◆ **Brief**:
Every record here needs to be duplicated exactly.

[Saved data entries]
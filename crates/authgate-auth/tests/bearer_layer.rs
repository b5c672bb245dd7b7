//! Bearer middleware and extractors on a bare router

use std::sync::Arc;

use axum::{
    body::Body,
    http::{header::AUTHORIZATION, Request, StatusCode},
    routing::get,
    Json, Router,
};
use base64::{engine::general_purpose::STANDARD, Engine as _};
use chrono::{Duration, Utc};
use serde_json::{json, Value};
use tower::ServiceExt;

use authgate_auth::{
    config::PasswordConfig, AuthConfig, AuthService, OptionalUser, ProviderAttributes, RequireAuth,
};
use authgate_db::{AuthProvider, IdentityStore, MemoryIdentityStore};

fn test_service() -> (AuthService, Arc<MemoryIdentityStore>) {
    let store = Arc::new(MemoryIdentityStore::new());
    let mut config = AuthConfig::default();
    config.jwt.secret = STANDARD.encode([5u8; 48]);
    config.password = PasswordConfig {
        memory_cost: 4096,
        time_cost: 1,
        ..Default::default()
    };
    (AuthService::new(store.clone(), config).unwrap(), store)
}

fn router(service: &AuthService) -> Router {
    Router::new()
        .route(
            "/me",
            get(|RequireAuth(account): RequireAuth| async move {
                Json(json!({ "username": account.username }))
            }),
        )
        .route(
            "/maybe",
            get(|OptionalUser(account): OptionalUser| async move {
                Json(json!({ "signed_in": account.is_some() }))
            }),
        )
        .layer(service.layer())
}

async fn get_json(router: &Router, uri: &str, token: Option<&str>) -> (StatusCode, Value) {
    let mut request = Request::builder().method("GET").uri(uri);
    if let Some(token) = token {
        request = request.header(AUTHORIZATION, format!("Bearer {}", token));
    }

    let response = router
        .clone()
        .oneshot(request.body(Body::empty()).unwrap())
        .await
        .unwrap();

    let status = response.status();
    let body_bytes = axum::body::to_bytes(response.into_body(), usize::MAX)
        .await
        .unwrap();
    let json: Value = serde_json::from_slice(&body_bytes).unwrap_or(json!(null));

    (status, json)
}

async fn provider_token(service: &AuthService) -> String {
    let principal = service
        .bridge()
        .login_provider(
            &AuthProvider::new("github"),
            "123",
            &ProviderAttributes::new("octo@example.com"),
        )
        .await
        .unwrap();
    principal.token().to_string()
}

#[tokio::test]
async fn test_valid_token_reaches_handler() {
    let (service, _) = test_service();
    let token = provider_token(&service).await;
    let router = router(&service);

    let (status, body) = get_json(&router, "/me", Some(&token)).await;
    assert_eq!(status, StatusCode::OK);
    assert_eq!(body["username"], "octo");
}

#[tokio::test]
async fn test_missing_token_rejected_only_where_required() {
    let (service, _) = test_service();
    let router = router(&service);

    let (status, body) = get_json(&router, "/me", None).await;
    assert_eq!(status, StatusCode::UNAUTHORIZED);
    assert_eq!(body["code"], "UNAUTHENTICATED");

    let (status, body) = get_json(&router, "/maybe", None).await;
    assert_eq!(status, StatusCode::OK);
    assert_eq!(body["signed_in"], false);
}

#[tokio::test]
async fn test_bad_tokens_rejected() {
    let (service, _) = test_service();
    let router = router(&service);

    let (status, body) = get_json(&router, "/maybe", Some("not-a-token")).await;
    assert_eq!(status, StatusCode::UNAUTHORIZED);
    assert_eq!(body["code"], "TOKEN_INVALID");

    let stale = service
        .codec()
        .issue(uuid::Uuid::new_v4(), Utc::now() - Duration::days(30))
        .unwrap();
    let (status, body) = get_json(&router, "/me", Some(&stale)).await;
    assert_eq!(status, StatusCode::UNAUTHORIZED);
    assert_eq!(body["code"], "TOKEN_EXPIRED");
}

#[tokio::test]
async fn test_disabled_account_token_forbidden() {
    let (service, store) = test_service();
    let token = provider_token(&service).await;

    let mut account = store.find_by_email("octo@example.com").await.unwrap().unwrap();
    account.enabled = false;
    store.save(&account).await.unwrap();

    let (status, body) = get_json(&router(&service), "/me", Some(&token)).await;
    assert_eq!(status, StatusCode::FORBIDDEN);
    assert_eq!(body["code"], "ACCOUNT_DISABLED");
}
//! AuthGate Authentication Core
//!
//! Bearer tokens for password logins, and reconciliation of identities
//! arriving from external providers with the local account store.
//!
//! - **Tokens**: HMAC-signed JWTs whose subject is the account id
//! - **Passwords**: Argon2id hashing (OWASP recommended)
//! - **Provider identities**: linked by email, never across providers
//!
//! # Architecture
//!
//! ```text
//! ┌──────────────────────────────────────────────────────────────┐
//! │                       Login Flow                             │
//! ├──────────────────────────────────────────────────────────────┤
//! │   password login               provider callback             │
//! │         │                             │                      │
//! │         ▼                             ▼                      │
//! │  CredentialVerifier          ProviderAttributes              │
//! │         │                             │                      │
//! │         └───────► IdentityResolver ◄──┘                      │
//! │                         │                                    │
//! │                         ▼                                    │
//! │                   IdentityStore                              │
//! │                         │                                    │
//! │                         ▼                                    │
//! │      TokenCodec ─► AuthSessionBridge ─► Principal            │
//! └──────────────────────────────────────────────────────────────┘
//! ```

pub mod bridge;
pub mod config;
pub mod error;
pub mod jwt;
pub mod middleware;
pub mod password;
pub mod principal;
pub mod provider;
pub mod resolver;
pub mod types;

pub use bridge::AuthSessionBridge;
pub use config::AuthConfig;
pub use error::{AuthError, AuthResult, AuthenticationFailed, ErrorResponse};
pub use jwt::TokenCodec;
pub use middleware::{BearerAuthLayer, BearerAuthMiddleware, OptionalUser, RequireAuth};
pub use password::CredentialVerifier;
pub use principal::{AuthenticatedSubject, Principal};
pub use provider::ProviderAttributes;
pub use resolver::IdentityResolver;
pub use types::*;

use authgate_db::IdentityStore;
use std::sync::Arc;

/// Authentication components wired over one identity store
#[derive(Clone)]
pub struct AuthService {
    bridge: Arc<AuthSessionBridge>,
    config: AuthConfig,
}

impl AuthService {
    /// Build every component; fails if the signing key or algorithm is unusable
    pub fn new(store: Arc<dyn IdentityStore>, config: AuthConfig) -> AuthResult<Self> {
        let codec = TokenCodec::new(&config.jwt)?;
        let verifier = CredentialVerifier::new(config.password.clone());
        let resolver = IdentityResolver::new(store, verifier, config.providers.clone());

        Ok(Self {
            bridge: Arc::new(AuthSessionBridge::new(resolver, codec)),
            config,
        })
    }

    pub fn bridge(&self) -> &Arc<AuthSessionBridge> {
        &self.bridge
    }

    pub fn resolver(&self) -> &IdentityResolver {
        self.bridge.resolver()
    }

    pub fn codec(&self) -> &TokenCodec {
        self.bridge.codec()
    }

    /// Get the config reference
    pub fn config(&self) -> &AuthConfig {
        &self.config
    }

    /// Create an auth layer for Axum router
    pub fn layer(&self) -> BearerAuthLayer {
        BearerAuthLayer::new(self.bridge.clone())
    }
}

#[cfg(test)]
mod tests {
    use super::*;
    use authgate_db::MemoryIdentityStore;
    use base64::{engine::general_purpose::STANDARD, Engine as _};

    #[test]
    fn test_auth_service_requires_signing_key() {
        let store: Arc<dyn IdentityStore> = Arc::new(MemoryIdentityStore::new());
        let result = AuthService::new(store.clone(), AuthConfig::default());
        assert!(matches!(result, Err(AuthError::Config(_))));

        let mut config = AuthConfig::default();
        config.jwt.secret = STANDARD.encode([3u8; 32]);
        assert!(AuthService::new(store, config).is_ok());
    }
}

◆ **Finished exercise**:
filename crates/authgate-auth/tests/bearer_layer.rs
repository b5c672bb245dd7b7
//! Bearer middleware and extractors on a bare router

use std::sync::Arc;

use axum::{
    body::Body,
    http::{header::AUTHORIZATION, Request, StatusCode},
    routing::get,
    Json, Router,
};
use base64::{engine::general_purpose::STANDARD, Engine as _};
use chrono::{Duration, Utc};
use serde_json::{json, Value};
use tower::ServiceExt;

use authgate_auth::{
    config::PasswordConfig, AuthConfig, AuthService, OptionalUser, ProviderAttributes, RequireAuth,
};
use authgate_db::{AuthProvider, IdentityStore, MemoryIdentityStore};

fn test_service() -> (AuthService, Arc<MemoryIdentityStore>) {
    let store = Arc::new(MemoryIdentityStore::new());
    let mut config = AuthConfig::default();
    config.jwt.secret = STANDARD.encode([5u8; 48]);
    config.password = PasswordConfig {
        memory_cost: 4096,
        time_cost: 1,
        ..Default::default()
    };
    (AuthService::new(store.clone(), config).unwrap(), store)
}

fn router(service: &AuthService) -> Router {
    Router::new()
        .route(
            "/me",
            get(|RequireAuth(account): RequireAuth| async move {
                Json(json!({ "username": account.username }))
            }),
        )
        .route(
            "/maybe",
            get(|OptionalUser(account): OptionalUser| async move {
                Json(json!({ "signed_in": account.is_some() }))
            }),
        )
        .layer(service.layer())
}

async fn get_json(router: &Router, uri: &str, token: Option<&str>) -> (StatusCode, Value) {
    let mut request = Request::builder().method("GET").uri(uri);
    if let Some(token) = token {
        request = request.header(AUTHORIZATION, format!("Bearer {}", token));
    }

    let response = router
        .clone()
        .oneshot(request.body(Body::empty()).unwrap())
        .await
        .unwrap();

    let status = response.status();
    let body_bytes = axum::body::to_bytes(response.into_body(), usize::MAX)
        .await
        .unwrap();
    let json: Value = serde_json::from_slice(&body_bytes).unwrap_or(json!(null));

    (status, json)
}

async fn provider_token(service: &AuthService) -> String {
    let principal = service
        .bridge()
        .login_provider(
            &AuthProvider::new("github"),
            "123",
            &ProviderAttributes::new("octo@example.com"),
        )
        .await
        .unwrap();
    principal.token().to_string()
}

#[tokio::test]
async fn test_valid_token_reaches_handler() {
    let (service, _) = test_service();
    let token = provider_token(&service).await;
    let router = router(&service);

    let (status, body) = get_json(&router, "/me", Some(&token)).await;
    assert_eq!(status, StatusCode::OK);
    assert_eq!(body["username"], "octo");
}

#[tokio::test]
async fn test_missing_token_rejected_only_where_required() {
    let (service, _) = test_service();
    let router = router(&service);

    let (status, body) = get_json(&router, "/me", None).await;
    assert_eq!(status, StatusCode::UNAUTHORIZED);
    assert_eq!(body["code"], "UNAUTHENTICATED");

    let (status, body) = get_json(&router, "/maybe", None).await;
    assert_eq!(status, StatusCode::OK);
    assert_eq!(body["signed_in"], false);
}

#[tokio::test]
async fn test_bad_tokens_rejected() {
    let (service, _) = test_service();
    let router = router(&service);

    let (status, body) = get_json(&router, "/maybe", Some("not-a-token")).await;
    assert_eq!(status, StatusCode::UNAUTHORIZED);
    assert_eq!(body["code"], "TOKEN_INVALID");

    let stale = service
        .codec()
        .issue(uuid::Uuid::new_v4(), Utc::now() - Duration::days(30))
        .unwrap();
    let (status, body) = get_json(&router, "/me", Some(&stale)).await;
    assert_eq!(status, StatusCode::UNAUTHORIZED);
    assert_eq!(body["code"], "TOKEN_EXPIRED");
}

#[tokio::test]
async fn test_disabled_account_token_forbidden() {
    let (service, store) = test_service();
    let token = provider_token(&service).await;

    let mut account = store.find_by_email("octo@example.com").await.unwrap().unwrap();
    account.enabled = false;
    store.save(&account).await.unwrap();

    let (status, body) = get_json(&router(&service), "/me", Some(&token)).await;
    assert_eq!(status, StatusCode::FORBIDDEN);
    assert_eq!(body["code"], "ACCOUNT_DISABLED");
}
//! AuthGate Authentication Core
//!
//! Bearer tokens for password logins, and reconciliation of identities
//! arriving from external providers with the local account store.
//!
//! - **Tokens**: HMAC-signed JWTs whose subject is the account id
//! - **Passwords**: Argon2id hashing (OWASP recommended)
//! - **Provider identities**: linked by email, never across providers
//!
//! # Architecture
//!
//! ```text
//! ┌──────────────────────────────────────────────────────────────┐
//! │                       Login Flow                             │
//! ├──────────────────────────────────────────────────────────────┤
//! │   password login               provider callback             │
//! │         │                             │                      │
//! │         ▼                             ▼                      │
//! │  CredentialVerifier          ProviderAttributes              │
//! │         │                             │                      │
//! │         └───────► IdentityResolver ◄──┘                      │
//! │                         │                                    │
//! │                         ▼                                    │
//! │                   IdentityStore                              │
//! │                         │                                    │
//! │                         ▼                                    │
//! │      TokenCodec ─► AuthSessionBridge ─► Principal            │
//! └──────────────────────────────────────────────────────────────┘
//! ```

pub mod bridge;
pub mod config;
pub mod error;
pub mod jwt;
pub mod middleware;
pub mod password;
pub mod principal;
pub mod provider;
pub mod resolver;
pub mod types;

pub use bridge::AuthSessionBridge;
pub use config::AuthConfig;
pub use error::{AuthError, AuthResult, AuthenticationFailed, ErrorResponse};
pub use jwt::TokenCodec;
pub use middleware::{BearerAuthLayer, BearerAuthMiddleware, OptionalUser, RequireAuth};
pub use password::CredentialVerifier;
pub use principal::{AuthenticatedSubject, Principal};
pub use provider::ProviderAttributes;
pub use resolver::IdentityResolver;
pub use types::*;

use authgate_db::IdentityStore;
use std::sync::Arc;

/// Authentication components wired over one identity store
#[derive(Clone)]
pub struct AuthService {
    bridge: Arc<AuthSessionBridge>,
    config: AuthConfig,
}

impl AuthService {
    /// Build every component; fails if the signing key or algorithm is unusable
    pub fn new(store: Arc<dyn IdentityStore>, config: AuthConfig) -> AuthResult<Self> {
        let codec = TokenCodec::new(&config.jwt)?;
        let verifier = CredentialVerifier::new(config.password.clone());
        let resolver = IdentityResolver::new(store, verifier, config.providers.clone());

        Ok(Self {
            bridge: Arc::new(AuthSessionBridge::new(resolver, codec)),
            config,
        })
    }

    pub fn bridge(&self) -> &Arc<AuthSessionBridge> {
        &self.bridge
    }

    pub fn resolver(&self) -> &IdentityResolver {
        self.bridge.resolver()
    }

    pub fn codec(&self) -> &TokenCodec {
        self.bridge.codec()
    }

    /// Get the config reference
    pub fn config(&self) -> &AuthConfig {
        &self.config
    }

    /// Create an auth layer for Axum router
    pub fn layer(&self) -> BearerAuthLayer {
        BearerAuthLayer::new(self.bridge.clone())
    }
}

#[cfg(test)]
mod tests {
    use super::*;
    use authgate_db::MemoryIdentityStore;
    use base64::{engine::general_purpose::STANDARD, Engine as _};

    #[test]
    fn test_auth_service_requires_signing_key() {
        let store: Arc<dyn IdentityStore> = Arc::new(MemoryIdentityStore::new());
        let result = AuthService::new(store.clone(), AuthConfig::default());
        assert!(matches!(result, Err(AuthError::Config(_))));

        let mut config = AuthConfig::default();
        config.jwt.secret = STANDARD.encode([3u8; 32]);
        assert!(AuthService::new(store, config).is_ok());
    }
}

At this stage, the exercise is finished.